Almeezan – Michigan
Yemeni American community members and leaders met with Timothy Lenderking, the Deputy Assistant Secretary of State in the Bureau of Near Eastern Affairs on Thursday August 15th in Dearborn Michigan. The group discussed the conflict in Yemen and submitted a letter of requests and strategy on what Yemeni Americans hoped to see happen in Yemen.
Over the past six months, leaders held extensive meetings and consulted many community members that are reflective of Yemen’s makeup. They convened representatives of several organizations, activists, community elders, political groups, human rights groups, journalists and members of the media to discuss a pathway forward for Yemen. This collective of people and institutions came together as the Yemeni American Task Force. “Our goal was to develop a strong, genuine, and workable set of initiatives to deal with Yemen’s conflict without any strong bias favoring any side,” says Nasser Alriyashi of YAPAC Dearborn.
The meeting with Mr. Lenderking was an opportunity to present the findings of the community conversations. There was one consistent message the leaders delivered: the United States has been complicit with some of the casualties and has taken a backseat role. There was a desire to see the United States take a more active and engaged approach with the conflict. Many expressed frustration with the Saudi-led coalition. “When they started four years ago, we thought they were serious about helping Yemen from a unified stable government.
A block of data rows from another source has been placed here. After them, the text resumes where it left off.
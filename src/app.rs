//! Top-level application orchestration.
//!
//! `src/main.rs` is intentionally tiny; this module is the "real main" that:
//! - loads `.env` and parses CLI arguments
//! - installs the log subscriber
//! - lists feed devices, or acquires points (upload, device feed, XML file,
//!   synthetic trace)
//! - runs the analysis pipeline
//! - prints reports and writes optional exports

use std::path::Path;

use clap::Parser;
use tracing::info;
use tracing_subscriber::EnvFilter;

use crate::cli::{AnalyzeArgs, BatchArgs, Command, DemoArgs, DeviceArgs, DevicesArgs, ExportArgs, XmlArgs};
use crate::data::{DeviceFeedClient, generate_trace};
use crate::error::AppError;
use crate::report::AnalysisReport;

pub mod pipeline;

/// Entry point for the `shelf` binary.
pub fn run() -> Result<(), AppError> {
    dotenvy::dotenv().ok();
    let cli = crate::cli::Cli::parse();
    init_logging(cli.verbose);

    match cli.command {
        Command::Analyze(args) => handle_analyze(args),
        Command::Devices(args) => handle_devices(args),
        Command::Device(args) => handle_device(args),
        Command::Xml(args) => handle_xml(args),
        Command::Batch(args) => handle_batch(args),
        Command::Demo(args) => handle_demo(args),
    }
}

fn init_logging(verbose: bool) {
    let level = if verbose { "debug" } else { "warn" };
    let filter = EnvFilter::try_from_default_env()
        .unwrap_or_else(|_| EnvFilter::new(format!("shelf_life={level}")));
    // A second init (e.g. from tests) is harmless.
    let _ = tracing_subscriber::fmt()
        .with_env_filter(filter)
        .with_writer(std::io::stderr)
        .with_target(false)
        .try_init();
}

fn handle_analyze(args: AnalyzeArgs) -> Result<(), AppError> {
    let config = args.kinetics.to_config();
    let report = pipeline::analyze_file(&args.file, &config)?;
    emit(&report, &args.export)
}

fn handle_devices(args: DevicesArgs) -> Result<(), AppError> {
    let xml = match &args.file {
        Some(path) => std::fs::read_to_string(path)
            .map_err(|e| AppError::new(2, format!("Failed to read '{}': {e}", path.display())))?,
        None => DeviceFeedClient::from_env()?.fetch_devices(args.children)?,
    };
    let devices = crate::io::parse_devices(&xml)?;
    info!(devices = devices.len(), "listed devices");

    if args.json {
        let json = serde_json::to_string_pretty(&devices)
            .map_err(|e| AppError::new(4, format!("Failed to encode device listing: {e}")))?;
        println!("{json}");
    } else {
        print!("{}", crate::report::format_device_list(&devices));
    }
    Ok(())
}

fn handle_device(args: DeviceArgs) -> Result<(), AppError> {
    let config = args.kinetics.to_config();
    config.validate()?;
    let client = DeviceFeedClient::from_env()?;
    let xml = client.fetch_recent(&args.id, args.hours)?;
    let source = format!("device {} (last {}h)", args.id, args.hours);
    let report = pipeline::analyze_feed_xml(&xml, Some(&args.id), source, &config)?;
    emit(&report, &args.export)
}

fn handle_xml(args: XmlArgs) -> Result<(), AppError> {
    let config = args.kinetics.to_config();
    let xml = std::fs::read_to_string(&args.file)
        .map_err(|e| AppError::new(2, format!("Failed to read '{}': {e}", args.file.display())))?;
    let source = args.file.display().to_string();
    let report = pipeline::analyze_feed_xml(&xml, args.id.as_deref(), source, &config)?;
    emit(&report, &args.export)
}

fn handle_batch(args: BatchArgs) -> Result<(), AppError> {
    let config = args.kinetics.to_config();
    config.validate()?;

    let results = pipeline::analyze_batch(&args.files, &config);
    let failed = results.iter().filter(|(_, r)| r.is_err()).count();
    for (path, result) in &results {
        println!("{}", crate::report::format_batch_line(&path.display().to_string(), result));
    }
    info!(files = results.len(), failed, "batch complete");

    if failed == results.len() {
        return Err(AppError::new(3, "No input in the batch could be analyzed."));
    }
    Ok(())
}

fn handle_demo(args: DemoArgs) -> Result<(), AppError> {
    let config = args.kinetics.to_config();
    let points = generate_trace(&args.to_synthetic())?;
    let mut report = pipeline::analyze_series(&points, &config)?;
    report.source = Some(format!("synthetic trace (seed {}, {}h)", args.seed, args.hours));
    emit(&report, &args.export)
}

/// Print the report and write any requested exports.
fn emit(report: &AnalysisReport, export: &ExportArgs) -> Result<(), AppError> {
    println!("{}", crate::report::format_report(report));

    if let Some(path) = &export.export_json {
        crate::io::export::write_report_json(path, report)?;
        log_export(path);
    }
    if let Some(path) = &export.export_csv {
        crate::io::export::write_comparison_csv(path, &report.ranking.rows)?;
        log_export(path);
    }
    Ok(())
}

fn log_export(path: &Path) {
    info!(path = %path.display(), "wrote export");
}
//! NaN-aware summary statistics.
//!
//! Every helper ignores non-finite inputs and returns `NaN` when nothing
//! finite remains, so undefined model estimates drop out of aggregates
//! instead of poisoning them.

/// Median of the finite values.
pub fn median(values: &[f64]) -> f64 {
    let mut v: Vec<f64> = values.iter().copied().filter(|x| x.is_finite()).collect();
    if v.is_empty() {
        return f64::NAN;
    }
    v.sort_by(f64::total_cmp);
    let mid = v.len() / 2;
    if v.len() % 2 == 0 {
        (v[mid - 1] + v[mid]) / 2.0
    } else {
        v[mid]
    }
}

/// Mean of the finite values.
pub fn mean(values: &[f64]) -> f64 {
    let (sum, n) = values
        .iter()
        .filter(|x| x.is_finite())
        .fold((0.0, 0usize), |(s, n), x| (s + x, n + 1));
    if n == 0 { f64::NAN } else { sum / n as f64 }
}

/// `max - min` of the finite values.
pub fn spread(values: &[f64]) -> f64 {
    let mut lo = f64::INFINITY;
    let mut hi = f64::NEG_INFINITY;
    for &x in values.iter().filter(|x| x.is_finite()) {
        lo = lo.min(x);
        hi = hi.max(x);
    }
    if lo.is_finite() { hi - lo } else { f64::NAN }
}

/// Weighted mean and (population) standard deviation.
///
/// Pairs with a non-finite value or a non-positive weight are skipped.
pub fn weighted_mean_std(values: &[f64], weights: &[f64]) -> (f64, f64) {
    let pairs: Vec<(f64, f64)> = values
        .iter()
        .zip(weights)
        .filter(|(x, w)| x.is_finite() && w.is_finite() && **w > 0.0)
        .map(|(&x, &w)| (x, w))
        .collect();

    let total: f64 = pairs.iter().map(|(_, w)| w).sum();
    if pairs.is_empty() || total <= 0.0 {
        return (f64::NAN, f64::NAN);
    }

    let mean = pairs.iter().map(|(x, w)| x * w).sum::<f64>() / total;
    let var = pairs.iter().map(|(x, w)| w * (x - mean).powi(2)).sum::<f64>() / total;
    (mean, var.max(0.0).sqrt())
}

#[cfg(test)]
mod tests {
    use super::*;

    #[test]
    fn median_skips_nan() {
        assert_eq!(median(&[3.0, f64::NAN, 1.0, 2.0]), 2.0);
        assert_eq!(median(&[4.0, 1.0, 3.0, 2.0]), 2.5);
        assert!(median(&[f64::NAN]).is_nan());
    }

    #[test]
    fn mean_and_spread() {
        assert_eq!(mean(&[1.0, 3.0, f64::INFINITY]), 2.0);
        assert_eq!(spread(&[5.0, 1.0, f64::NAN, 3.0]), 4.0);
        assert!(spread(&[]).is_nan());
    }

    #[test]
    fn weighted_std_matches_hand_computation() {
        // 1 h at 2 °C, 3 h at 6 °C -> mean 5, var = (1*9 + 3*1)/4 = 3.
        let (m, s) = weighted_mean_std(&[2.0, 6.0], &[1.0, 3.0]);
        assert!((m - 5.0).abs() < 1e-12);
        assert!((s - 3.0_f64.sqrt()).abs() < 1e-12);
    }
}
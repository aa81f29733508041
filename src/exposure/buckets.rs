//! Fixed-width time buckets for charting.
//!
//! Display aid only; the analytic models never read buckets. Each bucket holds
//! the plain (not time-weighted) mean of the temperatures that fall in it, and
//! empty buckets are omitted rather than zero-filled.

use std::collections::BTreeMap;

use serde::{Deserialize, Serialize};

use crate::domain::{MS_PER_HOUR, SeriesPoint};

#[derive(Debug, Clone, PartialEq, Serialize, Deserialize)]
pub struct Bucket {
    /// Bucket midpoint (epoch ms).
    pub t_mid_ms: i64,
    /// Elapsed hours from the first sample to the midpoint, e.g. `"1.50h"`.
    pub label: String,
    pub mean_c: f64,
    pub count: usize,
}

/// Bucket a series into `interval_ms` windows anchored at its first timestamp.
pub fn bucket_means(points: &[SeriesPoint], interval_ms: f64) -> Vec<Bucket> {
    if !(interval_ms.is_finite() && interval_ms > 0.0) {
        return Vec::new();
    }
    // Anchor on the earliest timestamp, even if its temperature is missing.
    let Some(t0) = points.iter().map(|p| p.timestamp_ms).min() else {
        return Vec::new();
    };

    let mut sums: BTreeMap<i64, (f64, usize)> = BTreeMap::new();
    for p in points {
        let Some(temp) = p.valid_temperature() else {
            continue;
        };
        let idx = ((p.timestamp_ms - t0) as f64 / interval_ms).floor() as i64;
        let entry = sums.entry(idx).or_insert((0.0, 0));
        entry.0 += temp;
        entry.1 += 1;
    }

    sums.into_iter()
        .map(|(idx, (sum, count))| {
            let t_start = t0 as f64 + idx as f64 * interval_ms;
            let t_mid_ms = (t_start + interval_ms / 2.0).round() as i64;
            let hours = (t_mid_ms - t0) as f64 / MS_PER_HOUR;
            Bucket {
                t_mid_ms,
                label: format!("{hours:.2}h"),
                mean_c: sum / count as f64,
                count,
            }
        })
        .collect()
}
Now, we have no more confidence in Saudi Arabia or the coalition,” said one attendee.
The meeting happened just as the UAE began to withdraw troops in southern Yemen just as the UAE backed separatists took control of Aden. “We don’t want to see a divided Yemen, that is one thing we all can agree on,” emphasized Mansour Alguhaim. “We want a government that respects democracy and drives out nepotism and corrupt in a unified, sovereign Yemen.”
The more than 30 attendees made it clear that the United States needed to ensure that humanitarian aid was being delivered to Yemenis in a timely fashion. “We all have different political views, but we all agree that Yemenis need food, medicine, supplies,” said Akil Alhalmi.
In addition, the Muslim Ban was discussed several times. When asked about the Ban, a representative from the state department said that it was not a Muslim ban. The “presidential proclamation,’ as she referred to it, was put in place for US security interests. She noted that countries like North Korea and Venezuela are not “Muslim majority countries” so it’s hard to refer to it as a ban. Many were frustrated by that classification and pushed back on that.
“It’s disingenuous to suggest that this ‘proclamation’ wasn’t targeted toward Muslims. The first couple of iterations of this was indeed a ban on Muslim majority countries,” said Abraham Aiyash.